ARTIST LECTURE: CARRIE MAE WEEMS | STANDING IN THE SHADOWS

Not Manet's Type, 2010. Courtesy of the artist and Jack Shainman Gallery, New York.

Not Manet’s Type, 2010. Courtesy of the artist and Jack Shainman Gallery, New York.

The Annual Murray Pepper & Vicki Reynolds Pepper Distinguished Visiting Artist Lecture
Thursday, September 19, 2013, 4:15–5:30 p.m.
George C.S. Benson Auditorium, Pitzer College

Thinking through three decades worth of work, renowned American artist Carrie Mae Weems ponders the relationship of her work to the history of modernism, specifically through the lens of black cultural production which has been seen as distant from modernism and therefore undervalued and underappreciated.

Carrie Mae Weems’ extensive body of work employs photographs, text, fabric, audio, installation and video.  Weems’ work explores the relationship between power and aesthetics and articulates broad social truths through the prism of personal biography, self-portraiture and African-American heritage to examine class and gender issues, scrutinize subjectivity and debunk racist and sexist labels.

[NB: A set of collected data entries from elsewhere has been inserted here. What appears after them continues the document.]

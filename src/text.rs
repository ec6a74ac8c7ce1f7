//! Line and docstring text helpers.

use std::borrow::Cow;
use std::sync::LazyLock;

use regex::Regex;

/// A blank line or a line holding nothing but a comment.
static EMPTY_LINE: LazyLock<Regex> =
    LazyLock::new(|| Regex::new(r"^[ \t\x0c]*(?:#[^\r\n]*)?\r?\n?$").unwrap());

/// A comment-only line; group 1 is the comment text without the line break.
static COMMENT_LINE: LazyLock<Regex> =
    LazyLock::new(|| Regex::new(r"^[ \t\x0c]*(#[^\r\n]*)\r?\n?$").unwrap());

const TAB_SIZE: usize = 8;

/// Split `source` into physical lines, line breaks included. `\n`, `\r\n`
/// and a lone `\r` all end a line, matching the tokenizer's line numbering.
pub fn split_lines(source: &str) -> Vec<&str> {
    let bytes = source.as_bytes();
    let mut lines = Vec::new();
    let mut start = 0;
    let mut index = 0;
    while index < bytes.len() {
        match bytes[index] {
            b'\n' => {
                lines.push(&source[start..=index]);
                start = index + 1;
            }
            b'\r' => {
                let end = if bytes.get(index + 1) == Some(&b'\n') {
                    index + 1
                } else {
                    index
                };
                lines.push(&source[start..=end]);
                start = end + 1;
                index = end;
            }
            _ => {}
        }
        index += 1;
    }
    if start < source.len() {
        lines.push(&source[start..]);
    }
    lines
}

pub fn is_empty_line(line: &str) -> bool {
    EMPTY_LINE.is_match(line)
}

/// If `line` is a documentation comment line starting with `marker`, return
/// its text with the marker and one following space removed.
pub fn doc_comment_body<'l>(line: &'l str, marker: &str) -> Option<&'l str> {
    let comment = COMMENT_LINE.captures(line)?.get(1)?.as_str();
    let body = comment.strip_prefix(marker)?;
    Some(body.strip_prefix(' ').unwrap_or(body))
}

/// Replace tabs with spaces up to the next multiple of eight columns.
pub fn expand_tabs(line: &str) -> Cow<'_, str> {
    if !line.contains('\t') {
        return Cow::Borrowed(line);
    }
    let mut expanded = String::with_capacity(line.len() + 8);
    let mut column = 0;
    for ch in line.chars() {
        match ch {
            '\t' => {
                let width = TAB_SIZE - column % TAB_SIZE;
                expanded.push_str(&" ".repeat(width));
                column += width;
            }
            '\n' | '\r' => {
                expanded.push(ch);
                column = 0;
            }
            _ => {
                expanded.push(ch);
                column += 1;
            }
        }
    }
    Cow::Owned(expanded)
}

/// Skip the first `count` characters of `line`.
fn skip_chars(line: &str, count: usize) -> &str {
    match line.char_indices().nth(count) {
        Some((index, _)) => &line[index..],
        None => "",
    }
}

/// Remove common leading indentation from a docstring.
///
/// The first line is stripped on its own; the indentation of the remaining
/// non-blank lines determines how much is removed from each of them.
/// Leading and trailing blank lines are dropped.
pub fn dedent_docstring(text: &str) -> String {
    if text.is_empty() {
        return String::new();
    }
    let expanded = expand_tabs(text);
    let lines: Vec<&str> = expanded.lines().collect();
    let indent = lines
        .iter()
        .skip(1)
        .filter(|line| !line.trim().is_empty())
        .map(|line| line.chars().count() - line.trim_start().chars().count())
        .min()
        .unwrap_or(0);

    let mut result: Vec<&str> = Vec::with_capacity(lines.len());
    if let Some(first) = lines.first() {
        result.push(first.trim());
    }
    result.extend(
        lines
            .iter()
            .skip(1)
            .map(|line| skip_chars(line, indent).trim_end()),
    );
    while result.last().is_some_and(|line| line.is_empty()) {
        result.pop();
    }
    let leading = result.iter().take_while(|line| line.is_empty()).count();
    result[leading..].join("\n")
}

/// Prepare a unit of source for analysis: drop a byte order mark, turn form
/// feeds in leading indentation into spaces and, when every non-blank line
/// shares the same leading whitespace (a nested class body cut out of its
/// file), remove it.
pub fn prepare_source(source: &str) -> Cow<'_, str> {
    let source = source.strip_prefix('\u{feff}').unwrap_or(source);
    let source = indent_form_feeds_to_spaces(source);
    match dedent_source(&source) {
        Some(dedented) => Cow::Owned(dedented),
        None => source,
    }
}

/// Form feeds elsewhere in a line, string literals included, are kept.
fn indent_form_feeds_to_spaces(source: &str) -> Cow<'_, str> {
    if !source.contains('\x0c') {
        return Cow::Borrowed(source);
    }
    let mut result = String::with_capacity(source.len());
    for line in source.split_inclusive('\n') {
        let content = line.trim_start_matches([' ', '\t', '\x0c']);
        let indent = &line[..line.len() - content.len()];
        result.extend(indent.chars().map(|c| if c == '\x0c' { ' ' } else { c }));
        result.push_str(content);
    }
    Cow::Owned(result)
}

/// Strip whitespace common to every non-blank line, `None` if there is none.
fn dedent_source(source: &str) -> Option<String> {
    let lines = split_lines(source);
    let mut common: Option<&str> = None;
    for line in &lines {
        if line.trim().is_empty() {
            continue;
        }
        let content = line.trim_start_matches([' ', '\t']);
        let leading = &line[..line.len() - content.len()];
        common = Some(match common {
            None => leading,
            Some(prefix) => {
                let shared = prefix
                    .bytes()
                    .zip(leading.bytes())
                    .take_while(|(a, b)| a == b)
                    .count();
                &prefix[..shared]
            }
        });
        if common == Some("") {
            return None;
        }
    }
    let prefix = common?;
    let mut dedented = String::with_capacity(source.len());
    for line in lines {
        match line.strip_prefix(prefix) {
            Some(rest) => dedented.push_str(rest),
            None => dedented.push_str(line.trim_start_matches([' ', '\t'])),
        }
    }
    Some(dedented)
}

#[cfg(test)]
mod tests {
    use super::*;

    #[test]
    fn test_split_lines() {
        assert_eq!(split_lines("a\nb\r\nc\rd"), vec!["a\n", "b\r\n", "c\r", "d"]);
        assert_eq!(split_lines("a\n"), vec!["a\n"]);
        assert!(split_lines("").is_empty());
    }

    #[test]
    fn test_empty_lines() {
        assert!(is_empty_line("\n"));
        assert!(is_empty_line("    # just a note\n"));
        assert!(is_empty_line(""));
        assert!(!is_empty_line("    x = 1\n"));
    }

    #[test]
    fn test_doc_comment_body() {
        assert_eq!(doc_comment_body("    #: the answer\n", "#:"), Some("the answer"));
        assert_eq!(doc_comment_body("#:  indented\r\n", "#:"), Some(" indented"));
        assert_eq!(doc_comment_body("#:\n", "#:"), Some(""));
        assert_eq!(doc_comment_body("# plain\n", "#:"), None);
        assert_eq!(doc_comment_body("x = 1  #: trailing\n", "#:"), None);
        assert_eq!(doc_comment_body("#! custom\n", "#!"), Some("custom"));
    }

    #[test]
    fn test_dedent_docstring() {
        assert_eq!(
            dedent_docstring("First line.\n\n    Indented body\n      more\n    "),
            "First line.\n\nIndented body\n  more"
        );
        assert_eq!(dedent_docstring("\n    only body\n"), "only body");
        assert_eq!(dedent_docstring("single"), "single");
        assert_eq!(dedent_docstring("a\n\tb"), "a\nb");
        assert_eq!(dedent_docstring(""), "");
    }

    #[test]
    fn test_prepare_source() {
        assert_eq!(
            prepare_source("    x = 1\n\n    def f():\n        pass\n"),
            "x = 1\n\ndef f():\n    pass\n"
        );
        assert_eq!(prepare_source("x = 1\n  y\n"), "x = 1\n  y\n");
        assert_eq!(prepare_source("\u{feff}\x0cx = 1\n"), "x = 1\n");
        assert!(matches!(prepare_source("x = 1\n"), Cow::Borrowed(_)));
    }

    #[test]
    fn test_form_feeds_outside_indentation_are_kept() {
        assert_eq!(
            prepare_source("s = 'a\x0cb'\n\x0cclass A:\n    x = 1\x0c\n"),
            "s = 'a\x0cb'\n class A:\n    x = 1\x0c\n"
        );
        assert_eq!(
            prepare_source("    \x0cx = 1\n     y = 2\n"),
            "x = 1\ny = 2\n"
        );
    }
}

Weems earned a BFA from the California Institute of the Arts, Valencia (1981) and an MFA from the University of California, San Diego (1984), continuing her studies in the Graduate Program in Folklore at the University of California, Berkeley (1984-87).  In 2005 she was honored with the Distinguished Photographer’s Award in recognition of her significant contributions to the world of photography. Since 1980 Weems’ work has been exhibited widely in the United States and abroad in over fifty one-person shows and numerous group exhibitions. A major touring solo retrospective Carrie Mae Weems: Three Decades of Photography and Video will culminate in 2014 at the Guggenheim Museum, New York.